There is a Democrat candidate but -- realistically and historically -- because County Commission District No. 3 is 87 percent registered Republicans, the winner of the June Republican primary will more than likely become the next county commissioner.
Since there is a Democrat nominee, there will still be a general election. In keeping with the theme of choosing bad times for elections, the county commissioner election is scheduled for August (instead of everyone's favorite election month, which is November), practically guaranteeing low voter turnout.
This whole disjointed and poorly designed election process is somebody's fault, and the citizens should hold them accountable. There is absolutely no good reason why the election dates had to be intentionally set to confuse the voters, discourage voter turnout, and thereby give the advantage to candidates with either the most money or best name recognition.

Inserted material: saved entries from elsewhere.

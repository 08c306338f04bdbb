use plantain_core::calculations::common::round_half_up;
use rust_decimal::Decimal;

/// Normalizes input for decimal parsing: trims whitespace and removes commas (thousands separator).
fn normalize_decimal_input(s: &str) -> String {
    s.trim().replace(',', "")
}

/// Parses a string into an optional [`Decimal`].
///
/// Handles comma as thousands separator. Returns `None` for empty or whitespace-only input,
/// or when parsing fails (logs a warning on parse failure).
pub fn parse_optional_decimal(s: &str) -> Option<Decimal> {
    let normalized = normalize_decimal_input(s);
    if normalized.is_empty() {
        None
    } else {
        normalized.parse().map_or_else(
            |e| {
                tracing::warn!(input = %s, "invalid optional decimal: {}", e);
                None
            },
            Some,
        )
    }
}

/// Parses a form field, falling back to `default` when the field is empty,
/// unparseable or zero.
///
/// ```
/// use rust_decimal_macros::dec;
/// use plantain_cli::utils::decimal_or;
///
/// assert_eq!(decimal_or("2,500", dec!(1000)), dec!(2500));
/// assert_eq!(decimal_or("", dec!(1000)), dec!(1000));
/// assert_eq!(decimal_or("0", dec!(1000)), dec!(1000));
/// ```
pub fn decimal_or(
    s: &str,
    default: Decimal,
) -> Decimal {
    match parse_optional_decimal(s) {
        Some(value) if !value.is_zero() => value,
        _ => default,
    }
}

/// Parses a whole-number form field with the same fallback rules as
/// [`decimal_or`]. Negative or fractional input also falls back.
pub fn count_or(
    s: &str,
    default: u32,
) -> u32 {
    let normalized = normalize_decimal_input(s);
    if normalized.is_empty() {
        return default;
    }
    match normalized.parse::<u32>() {
        Ok(0) => default,
        Ok(value) => value,
        Err(e) => {
            tracing::warn!(input = %s, "invalid count: {}", e);
            default
        }
    }
}

/// Reads a yes/no select. Anything other than an affirmative answer is "no".
pub fn parse_yes_no(s: &str) -> bool {
    matches!(
        s.trim().to_ascii_lowercase().as_str(),
        "yes" | "y" | "true" | "1"
    )
}

/// Groups the integer digits of `value` in thousands after rounding to two
/// places. Trailing zero decimals are dropped.
///
/// ```
/// use rust_decimal_macros::dec;
/// use plantain_cli::utils::format_thousands;
///
/// assert_eq!(format_thousands(dec!(40800000)), "40,800,000");
/// assert_eq!(format_thousands(dec!(16133.3665)), "16,133.37");
/// ```
pub fn format_thousands(value: Decimal) -> String {
    let rounded = round_half_up(value).normalize();
    let text = rounded.abs().to_string();
    let (whole, fraction) = match text.split_once('.') {
        Some((whole, fraction)) => (whole, Some(fraction)),
        None => (text.as_str(), None),
    };

    let mut grouped = String::with_capacity(whole.len() + whole.len() / 3 + 4);
    if rounded.is_sign_negative() && !rounded.is_zero() {
        grouped.push('-');
    }
    for (i, digit) in whole.chars().enumerate() {
        if i > 0 && (whole.len() - i) % 3 == 0 {
            grouped.push(',');
        }
        grouped.push(digit);
    }
    if let Some(fraction) = fraction {
        grouped.push('.');
        grouped.push_str(fraction);
    }
    grouped
}

/// Formats an amount in naira, e.g. `₦1,055,000`.
pub fn naira(value: Decimal) -> String {
    format!("₦{}", format_thousands(value))
}

/// Formats an optional [`Decimal`] for display, using "n/a" when `None`.
pub fn opt_decimal_display(d: &Option<Decimal>) -> String {
    d.as_ref()
        .map(|v| format_thousands(*v))
        .unwrap_or_else(|| "n/a".to_string())
}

This isn't the first time that election dates have snuck up on us to promote low turnout. The most recent bond election for Tulsa Public Schools in May saw less than 14,000 people vote for and pass a $38 million bond issue.
All of the candidates are doing what they can to remind voters of Tuesday's election. The media ads and the mailings all mention it. Due to the expected low turnout, we have seen some candidates putting a great deal of resources into the absentee ballot options for voting. And we see a lot more yard signs a lot earlier than usual to remind people that there is an election coming very soon. Hopefully, all of these efforts will help.
To add to this confusion are the terms of office for mayor and county commissioner. Regarding the mayoral term, owing to changes wrought with this non-partisan contest, the person elected mayor this year will only serve a three-year term, as opposed to the usual four-year. This is a one-time occurrence, with the mayoral term returning to four years with the next elected mayor. In the County Commission race, the winner will finish the final year of Commissioner Perry's term, and in 2014 will have to start campaigning again for his own four-year term. That means that this time next year, we will have the same county commissioner election all over again.
One would think, with all of the elections we have in Oklahoma and in Tulsa County, that those in charge of setting elections would have this down pat. One would be wrong.
There should be some very simple yet important guiding principles for elections. These would include having as few elections as possible, holding elections at consistent times of the year, consolidating elections, and encourage rather than discourage voter participation and turnout for all elections.
Sometimes it seems that the easy stuff is the stuff we mess up the most. Voting is too important for it to be made unnecessarily hard for people to know when they can exercise this important right of our citizenship.